Thatcher as a teachable moment

As you’ll have noticed, Margaret Thatcher died yesterday. Rather than add to the mountain of comment on her legacy/’meaning’/etc. I want to talk instead about how her death is a classic example of a teachable moment.

Over the past 24 hours, I have found only one person without a view of Thatcher – and they were 8 years old, so can probably be excused. As a political figure, Thatcher engaged a very wide range of people and the full spectrum of views, from adoration and veneration through to hatred and apoplexy. Even those too young to have a personal memory of her still noticed the news.

In short, this represents an opportunity to access people’s’ feelings and understandings of politics, beyond Thatcher.

As I’ve argued on the narrower basis of EU policy yesterday, a political figure of the stature of Thatcher becomes first abstracted and then claimed by others in support of their claims and objectives.

Thus to read the coverage is to find out as much (in fact, probably more) about the writer/speaker than it is to find out about Thatcher herself. This contestation of her meaning has been there for a long time, but the occasion of her death offers a much more visible expression of this.

Despite having written several pieces over the years about Thatcher and her European policy I am as guilty of this as anyone else: I can recognise that my worldview of pragmatism is reflected in my approach to her actions.

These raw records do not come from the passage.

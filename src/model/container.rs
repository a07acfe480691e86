//! Containers: a concrete instance of a service placed on a ship.

use std::collections::BTreeMap;
use std::time::Duration;

use tokio::sync::RwLock;

use super::ids::{ContainerName, ServiceName, ShipName};
use super::ports::PortSpec;
use super::restart::RestartPolicy;
use super::volumes::BindMount;
use crate::error::{MaestroError, Result};
use crate::probe::{LifecycleState, Probe};

/// The last status this orchestrator observed for a container, cached until
/// the owning task refreshes it.
#[derive(Debug, Clone, PartialEq, Eq)]
pub enum ContainerStatus {
    /// No container by this name exists on the ship.
    Absent,
    /// A container exists but isn't running.
    Stopped {
        /// Its last exit code.
        exit_code: i32,
    },
    /// A container is running.
    Running {
        /// Its id, for display as `id[:7]`.
        id: String,
    },
}

impl ContainerStatus {
    /// Short display form used by the `status` play: `"up"`/`"down"`.
    pub fn up_down(&self) -> &'static str {
        match self {
            ContainerStatus::Running { .. } => "up",
            _ => "down",
        }
    }

    /// The first 7 characters of the container id, if running.
    pub fn short_id(&self) -> Option<&str> {
        match self {
            ContainerStatus::Running { id } => Some(&id[..id.len().min(7)]),
            _ => None,
        }
    }

    /// Whether the container is currently running.
    pub fn is_running(&self) -> bool {
        matches!(self, ContainerStatus::Running { .. })
    }
}

/// A concrete Docker container instance.
#[derive(Debug)]
pub struct Container {
    /// Unique name, across the whole environment.
    pub name: ContainerName,
    /// The service this container belongs to.
    pub service: ServiceName,
    /// The ship this container is placed on.
    pub ship: ShipName,
    /// Command to run (empty uses the image's default).
    pub cmd: Vec<String>,
    /// Named port mappings.
    pub ports: BTreeMap<String, PortSpec>,
    /// Fully resolved environment (service base env overlaid with
    /// container-specific env, plus synthesized vars and link vars).
    pub env: BTreeMap<String, String>,
    /// Bind mounts.
    pub volumes: Vec<BindMount>,
    /// Container-only volume paths (no host bind).
    pub container_volumes: Vec<String>,
    /// Other containers on the same ship whose volumes this one inherits.
    pub volumes_from: Vec<ContainerName>,
    /// Working directory inside the container.
    pub workdir: Option<String>,
    /// Whether the container runs privileged.
    pub privileged: bool,
    /// Extra DNS servers.
    pub dns: Vec<String>,
    /// Grace period given to `docker stop`.
    pub stop_timeout: Duration,
    /// CPU shares (relative weight).
    pub cpu_shares: Option<u64>,
    /// Memory limit in bytes.
    pub mem_limit: Option<u64>,
    /// Memory+swap limit in bytes.
    pub memswap_limit: Option<u64>,
    /// Restart policy.
    pub restart_policy: RestartPolicy,
    /// Readiness probes, keyed by the lifecycle state they apply to.
    pub lifecycle: BTreeMap<LifecycleState, Vec<Probe>>,
    status: RwLock<ContainerStatus>,
}

impl Container {
    /// Build a container, validating the bind-mount/container-volume
    /// disjointness invariant.
    #[allow(clippy::too_many_arguments)]
    pub fn new(
        name: ContainerName,
        service: ServiceName,
        ship: ShipName,
        cmd: Vec<String>,
        ports: BTreeMap<String, PortSpec>,
        env: BTreeMap<String, String>,
        volumes: Vec<BindMount>,
        container_volumes: Vec<String>,
        volumes_from: Vec<ContainerName>,
    ) -> Result<Self> {
        let mut seen = std::collections::BTreeSet::new();
        for mount in &volumes {
            if !seen.insert(mount.container_path.as_str()) {
                return Err(MaestroError::configuration(format!(
                    "container `{name}` binds `{}` more than once",
                    mount.container_path
                )));
            }
        }
        for path in &container_volumes {
            if !seen.insert(path.as_str()) {
                return Err(MaestroError::configuration(format!(
                    "container `{name}` declares `{path}` as both a bind mount and a container volume"
                )));
            }
        }

        Ok(Self {
            name,
            service,
            ship,
            cmd,
            ports,
            env,
            volumes,
            container_volumes,
            volumes_from,
            workdir: None,
            privileged: false,
            dns: Vec::new(),
            stop_timeout: Duration::from_secs(10),
            cpu_shares: None,
            mem_limit: None,
            memswap_limit: None,
            restart_policy: RestartPolicy::default(),
            lifecycle: BTreeMap::new(),
            status: RwLock::new(ContainerStatus::Absent),
        })
    }

    /// All local paths this container claims inside the container
    /// filesystem: bind-mount destinations plus container-only volumes.
    pub fn claimed_paths(&self) -> impl Iterator<Item = &str> {
        self.volumes
            .iter()
            .map(|m| m.container_path.as_str())
            .chain(self.container_volumes.iter().map(String::as_str))
    }

    /// Read the cached status.
    pub async fn status(&self) -> ContainerStatus {
        self.status.read().await.clone()
    }

    /// Overwrite the cached status; called only by this container's own
    /// in-flight task.
    pub async fn set_status(&self, status: ContainerStatus) {
        *self.status.write().await = status;
    }

    /// Readiness probes for the given lifecycle state, in declared order.
    pub fn probes_for(&self, state: LifecycleState) -> &[Probe] {
        self.lifecycle
            .get(&state)
            .map(Vec::as_slice)
            .unwrap_or_default()
    }
}

impl PartialEq for Container {
    fn eq(&self, other: &Self) -> bool {
        self.name == other.name
    }
}
impl Eq for Container {}

impl PartialOrd for Container {
    fn partial_cmp(&self, other: &Self) -> Option<std::cmp::Ordering> {
        Some(self.cmp(other))
    }
}

impl Ord for Container {
    fn cmp(&self, other: &Self) -> std::cmp::Ordering {
        self.name.cmp(&other.name)
    }
}

#[cfg(test)]
mod tests {
    use super::*;

    fn name(s: &str) -> ContainerName {
        ContainerName::new(s)
    }

    #[test]
    fn rejects_overlapping_bind_and_container_volume() {
        let result = Container::new(
            name("c1"),
            ServiceName::new("svc"),
            ShipName::new("ship"),
            vec![],
            BTreeMap::new(),
            BTreeMap::new(),
            vec![BindMount {
                host_path: "/host".into(),
                container_path: "/data".into(),
                mode: super::super::volumes::Mode::ReadWrite,
            }],
            vec!["/data".into()],
            vec![],
        );
        assert!(result.is_err());
    }

    #[test]
    fn orders_by_name() {
        let a = Container::new(
            name("a"),
            ServiceName::new("svc"),
            ShipName::new("ship"),
            vec![],
            BTreeMap::new(),
            BTreeMap::new(),
            vec![],
            vec![],
            vec![],
        )
        .unwrap();
        let b = Container::new(
            name("b"),
            ServiceName::new("svc"),
            ShipName::new("ship"),
            vec![],
            BTreeMap::new(),
            BTreeMap::new(),
            vec![],
            vec![],
            vec![],
        )
        .unwrap();
        assert!(a < b);
    }

    #[tokio::test]
    async fn status_round_trips() {
        let c = Container::new(
            name("a"),
            ServiceName::new("svc"),
            ShipName::new("ship"),
            vec![],
            BTreeMap::new(),
            BTreeMap::new(),
            vec![],
            vec![],
            vec![],
        )
        .unwrap();
        assert_eq!(c.status().await, ContainerStatus::Absent);
        c.set_status(ContainerStatus::Running { id: "abcdef0123".into() })
            .await;
        assert_eq!(c.status().await.up_down(), "up");
        assert_eq!(c.status().await.short_id(), Some("abcdef0"));
    }
}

As a teachable moment, this is the time were we could engage with students about both the coverage and their personal views, to build a deeper understanding of both these things. Unfortunately, we also have to recognise that it is a moment, and that the visceral edge will dull quickly.  However, it does also make us think about how other such moments can appear and be used: there might not be many individuals like Thatcher, but if we can be both alert to possibilities (i.e. not just deaths, but other critical junctures) and agile in our teaching, then we might be able to offer something very rich and engaging to our students.